Intervistato dal quotidiano spagnolo El Pais Damiano Tommasi, presidente dell’Aic, ha parlato della situazione del calcio italiano dopo due mesi di lockdown. Ecco quanto detto.
“Se ci sono condizioni, devi giocare adesso. Ma la salute è davanti a tutto. È molto complicato perché ci mancano molte partite e abbiamo bisogno di tempo. Più giorni passano, meno possibilità avremo”.
“I medici non possono evitare il contatto fisico ma possono lavorare con indumenti protettivi, occhiali e maschere. I calciatori appartengono al solo settore i cui dipendenti non hanno la possibilità di svolgere il proprio lavoro con protezioni individuali”.
“Questa è la parte più complicata dell’argomento. Prima la salute, ma dobbiamo capire che il calcio è un’industria. Siamo più interessati alla Serie B, Lega Pro e al calcio amatoriale. Lì corriamo il rischio di rimanere con meno squadre. Quindi dobbiamo guardare a settembre; non si tratta solo di salvare questa stagione. Nelle piccole categorie abbiamo un grave problema che non riguarda solo i giocatori ma tutti i lavoratori collegati alle squadre. La parte più difficile è decidere dopo aver ascoltato i dottori”.
“Il problema con il protocollo è che in Italia non è stato ancora approvato dal governo,. Gli scienziati hanno dei dubbi su questo perché lo scopo è allenarsi in un gruppo e rispettare la distanza tra le persone. Il protocollo della federazione prevede tre settimane di ritiro per tornare all’allenamento, ma non prevede viaggi e partite. Per giocare di nuovo, devi fare un altro protocollo. Basterà vivere in ritiro? Ci consentiranno di viaggiare per giocare? In Italia non siamo chiari”.
“Non so se abbiamo bisogno del coraggio per tornare a giocare o per terminarla. La verità è che abbiamo bisogno di responsabilità. E questa è la differenza tra gli opinionisti e coloro che devono scrivere le norme. Finire tutto è forse il modo più semplice. Penso che in Italia ci sia stato anche il coraggio di fermare il calcio. Concludere la stagione non è per niente facile. Il governo, i sindaci, i presidenti delle regioni, stanno aspettando il parere dei dottori. E questo ci disorienta”.

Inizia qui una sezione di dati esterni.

//! Variable inference for tera/jinja templates.
//!
//! A lexical pass over `{{ ... }}` and `{% ... %}` tags that collects the
//! root names a template reads from its context. It does not evaluate
//! anything: a name used inside a branch that never runs still counts.
//!
//! Names that are never context reads are left out:
//!
//! - `for` loop targets, `set`/`set_global` targets and `macro` bodies
//! - filter, test and function names, keyword-argument names
//! - keywords, literals and the `loop` object
//! - anything in `{# comments #}` or `{% raw %}` blocks
//!
//! A read is guarded when it carries its own `is defined`, `is undefined` or
//! `| default(...)`, or when it sits in an `if` branch that only runs with
//! the name bound (`{% if x is defined %}` body, `{% if x is not defined %}`
//! `else`). A name read at least once without a guard is required; a name
//! only ever read behind one is optional.
//!
//! [`references`] lists the templates a source pulls in with `include`,
//! `import` or `extends`.

use std::collections::{BTreeSet, HashSet};
use std::mem;

use netdeploy_core::Variables;
use serde::Serialize;

/// Root context names a template reads.
#[derive(Debug, Clone, Default, PartialEq, Eq, Serialize)]
pub struct InferredVariables {
    /// Read without a guard; rendering fails if they are unbound.
    pub required: BTreeSet<String>,
    /// Only read behind `is defined`, `is undefined` or `| default`.
    pub optional: BTreeSet<String>,
}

“Sì. Ma ci sono due rischi. Il principale è quello della salute dei lavoratori. L’altro è che l’epidemia si diffonda nuovamente. Nelle regioni con quasi nessuna infezione, non capiscono come tutto sia chiuso e dove ci sono state migliaia di morti, è necessario più rigore. Cosa facciamo allora? Nel calcio moltiplichiamo il rischio perché i club di regioni meno colpite dall’epidemia come la Sicilia devono entrare in contatto con società e club di regioni più colpite come la Lombardia”.